WHAT YOU ARE ASKED TO DO: Check each line of the data for "Alpha", then give the number of lines that have it, without any other words.

-- DATA TO PROCESS follows --

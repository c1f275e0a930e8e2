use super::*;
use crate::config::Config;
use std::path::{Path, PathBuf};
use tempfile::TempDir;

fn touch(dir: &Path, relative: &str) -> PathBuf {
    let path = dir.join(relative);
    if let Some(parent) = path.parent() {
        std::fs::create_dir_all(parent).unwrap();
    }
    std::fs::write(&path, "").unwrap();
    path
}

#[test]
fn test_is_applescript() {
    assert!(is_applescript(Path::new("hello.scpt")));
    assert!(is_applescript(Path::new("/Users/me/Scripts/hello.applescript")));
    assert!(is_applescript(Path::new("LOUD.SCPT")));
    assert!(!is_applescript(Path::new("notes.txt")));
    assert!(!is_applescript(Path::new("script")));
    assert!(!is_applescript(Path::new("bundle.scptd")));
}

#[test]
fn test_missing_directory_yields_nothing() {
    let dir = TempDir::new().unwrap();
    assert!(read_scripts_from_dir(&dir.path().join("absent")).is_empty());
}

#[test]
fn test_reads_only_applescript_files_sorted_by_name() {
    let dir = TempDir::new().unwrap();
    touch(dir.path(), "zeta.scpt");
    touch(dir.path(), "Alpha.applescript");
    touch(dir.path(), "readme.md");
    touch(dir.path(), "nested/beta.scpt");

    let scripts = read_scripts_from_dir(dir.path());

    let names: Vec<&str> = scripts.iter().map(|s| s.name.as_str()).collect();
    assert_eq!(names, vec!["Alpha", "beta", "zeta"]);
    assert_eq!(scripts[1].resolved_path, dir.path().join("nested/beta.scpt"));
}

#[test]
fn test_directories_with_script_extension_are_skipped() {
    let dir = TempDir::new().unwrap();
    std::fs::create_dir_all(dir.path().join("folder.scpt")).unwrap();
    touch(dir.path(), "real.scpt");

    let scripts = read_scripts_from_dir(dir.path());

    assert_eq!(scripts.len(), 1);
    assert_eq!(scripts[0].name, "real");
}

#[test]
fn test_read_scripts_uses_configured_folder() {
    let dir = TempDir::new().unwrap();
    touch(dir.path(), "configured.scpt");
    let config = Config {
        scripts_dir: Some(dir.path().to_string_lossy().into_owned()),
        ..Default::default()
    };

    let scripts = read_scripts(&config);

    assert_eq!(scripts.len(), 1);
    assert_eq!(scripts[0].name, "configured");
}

-- DATA TO PROCESS concluded --

TASK ANSWER: 2